I can barely believe I have asked that question. It is inspired by an article, Why I’ll Not Be Taking a Covid-19 Vaccine — and I’m a Scientist, that my sometime pen pal, Michael Zimmerman, founder and director of the Clergy Letter Project, published in the online magazine Medium. As you can see, Dr. Zimmerman, who holds a PhD in biology, has pretty well made up his mind, and his answer is “No.”
As Dr. Zimmerman put it in an e-mail to members of the Clergy Letter Project, his position is “that politics was influencing medical decisions to the detriment of society.” You can read his Medium article for yourself, but he seems largely influenced by the premature approval of convalescent plasma for Covid-19, slowing down of testing, and “many other recent actions [that] are attacked by virtually all in the scientific community as being scientifically and medically unsound.” Dr. Zimmerman wisely notes that his position could be used to “inflame the passions” of anti-vaxxers and put “a growing number of individuals at risk from diseases that are easily controlled.” For that he blames “permitting previously respected agencies to be subverted for political gain.”

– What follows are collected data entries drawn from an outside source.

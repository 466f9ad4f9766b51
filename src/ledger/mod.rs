//! Execution ledger: durable, append-only record of run transitions
//!
//! The ledger is the authoritative commit point: a state change is not
//! final until its event is appended. Snapshots are folded from the event
//! stream, so readers always see the last durably committed transition.
//!
//! Appends for one run are serialized by the state machine (single writer
//! per run); the ledger only has to make each append atomic.

mod jsonl;
mod memory;

pub use jsonl::JsonlLedger;
pub use memory::MemoryLedger;

use chrono::{DateTime, Utc};
use serde::{Deserialize, Serialize};

use crate::error::StrandError;
use crate::handoff::HandoffContext;
use crate::run::{RunFilter, RunId, RunStatus, RunSummary, StepExecution, WorkflowRun};
use crate::step::WorkflowDefinition;

/// One transition in a run's history.
#[derive(Debug, Clone, Serialize, Deserialize)]
#[serde(tag = "type", rename_all = "snake_case")]
pub enum RunEvent {
    Submitted {
        definition: WorkflowDefinition,
        submitted_at: DateTime<Utc>,
    },
    StatusChanged {
        status: RunStatus,
        #[serde(default, skip_serializing_if = "Option::is_none")]
        reason: Option<String>,
        at: DateTime<Utc>,
    },
    SpanStarted {
        span_index: usize,
        agent: String,
        at: DateTime<Utc>,
    },
    Step {
        exec: StepExecution,
    },
    Handoff {
        span_index: usize,
        agent: String,
        context: HandoffContext,
        at: DateTime<Utc>,
    },
}

impl RunEvent {
    pub fn status_changed(status: RunStatus, reason: Option<String>) -> Self {
        RunEvent::StatusChanged {
            status,
            reason,
            at: Utc::now(),
        }
    }

    pub fn span_started(span_index: usize, agent: impl Into<String>) -> Self {
        RunEvent::SpanStarted {
            span_index,
            agent: agent.into(),
            at: Utc::now(),
        }
    }
}

/// Envelope stored by ledger backends: per-run monotonic sequence number
/// plus the event itself.
#[derive(Debug, Clone, Serialize, Deserialize)]
pub struct LedgerRecord {
    pub seq: u64,
    pub run_id: RunId,
    pub event: RunEvent,
}

/// Repository interface consumed by the engine. Backends must make each
/// `append` atomic; they never see concurrent appends for one run.
pub trait ExecutionLedger: Send + Sync {
    /// Append one transition, returning its sequence number within the run.
    fn append(&self, run_id: RunId, event: RunEvent) -> Result<u64, StrandError>;

    /// Fold the run's events into a consistent snapshot.
    fn read_run(&self, run_id: RunId) -> Result<WorkflowRun, StrandError>;

    /// Summaries of known runs matching the filter, newest first.
    fn list_runs(&self, filter: &RunFilter) -> Result<Vec<RunSummary>, StrandError>;
}

/// Fold an event stream into a run snapshot. Returns `None` when the stream
/// lacks a `Submitted` event (unknown run).
pub fn fold_run(run_id: RunId, events: &[RunEvent]) -> Option<WorkflowRun> {
    let mut run: Option<WorkflowRun> = None;

    for event in events {
        match event {
            RunEvent::Submitted {
                definition,
                submitted_at,
            } => {
                run = Some(WorkflowRun {
                    id: run_id,
                    definition: definition.clone(),
                    status: RunStatus::Pending,
                    status_reason: None,
                    steps: Vec::new(),
                    current_span: 0,
                    context: HandoffContext::default(),
                    submitted_at: *submitted_at,
                });
            }
            RunEvent::StatusChanged { status, reason, .. } => {
                if let Some(run) = run.as_mut() {
                    run.status = *status;
                    run.status_reason = reason.clone();
                }
            }
            RunEvent::SpanStarted { span_index, .. } => {
                if let Some(run) = run.as_mut() {
                    run.current_span = *span_index;
                }
            }
            RunEvent::Step { exec } => {
                if let Some(run) = run.as_mut() {
                    apply_step(&mut run.steps, exec);
                }
            }
            RunEvent::Handoff { context, .. } => {
                if let Some(run) = run.as_mut() {
                    run.context = context.clone();
                }
            }
        }
    }

    run.map(|mut r| {
        r.steps
            .sort_by_key(|s| (s.step_index, s.attempt));
        r
    })
}

/// Keep the latest record per (step_index, attempt).
fn apply_step(steps: &mut Vec<StepExecution>, exec: &StepExecution) {
    if let Some(existing) = steps
        .iter_mut()
        .find(|s| s.step_index == exec.step_index && s.attempt == exec.attempt)
    {
        *existing = exec.clone();
    } else {
        steps.push(exec.clone());
    }
}

/// Summary view of an event stream, cheap enough for listings.
pub(crate) fn summarize(run_id: RunId, events: &[RunEvent]) -> Option<RunSummary> {
    let mut summary: Option<RunSummary> = None;
    for event in events {
        match event {
            RunEvent::Submitted {
                definition,
                submitted_at,
            } => {
                summary = Some(RunSummary {
                    id: run_id,
                    name: definition.name.clone(),
                    status: RunStatus::Pending,
                    step_count: definition.steps.len(),
                    submitted_at: *submitted_at,
                });
            }
            RunEvent::StatusChanged { status, .. } => {
                if let Some(summary) = summary.as_mut() {
                    summary.status = *status;
                }
            }
            _ => {}
        }
    }
    summary
}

His article did not escape the notice of Francis Collins, the director of the National Institutes of Health.
Dr. Collins wrote what I would call a letter of rebuttal privately to Dr. Zimmerman, but Dr. Zimmerman received permission to post that letter here. In the letter, Dr. Collins asks Dr. Zimmerman to reconsider and argues that “by the end of 2020 we may well have at least one vaccine that is safe and effective – by rigorous standards that I think you would strongly endorse.” He asks, fairly, “Are you allowing your own scientific judgment to be overcome by the current political tumult, and granting a victory to the forces of irrationality?” and adds,
Righteous indignation is one of my favorite emotions too, but sometimes it needs to be scrutinized. Many people depend on you and the Clergy Letter Project to bring a faithful blend of scientific reason and God’s love to a hurting world. Does this stance fit with that? Prayerfully consider what God would expect of you at a time like this. Lives are at stake.
Dr. Zimmerman’s reply is posted in the same PDF file. He says there that he does not question the dedication nor the ability of government scientists. But he is very frankly afraid, regarding Stephen Hahn, the Commissioner of Food and Drugs (head of the FDA), and Robert Redfield, the director of the CDC, that
[i]f the president were to say “approve this vaccine,” I simply cannot trust them to do anything other than to say “yes, sir.”
In the e-mail to the Clergy Letter Project, Dr. Zimmerman expresses appreciation for Dr. Collins’s “thoughtful and impassioned note.” Dr. Collins, he says, made him rethink his beliefs, but in the end, “the core of [his] position, that politics was influencing medical decisions to the detriment of society, remained unchanged.”
The exchange between Drs. Zimmerman and Collins reminded me of a discussion I had recently with a friend, also a scientist. Like Dr. Zimmerman, she is afraid that a harmful or ineffective vaccine may be rushed through and administered to an unsuspecting population. Would she get the vaccine? After some back-and-forth, she averred, “If Fauci said to.”
Acknowledgment. Thanks to Michael Zimmerman for allowing me to quote the letters between him and Francis Collins.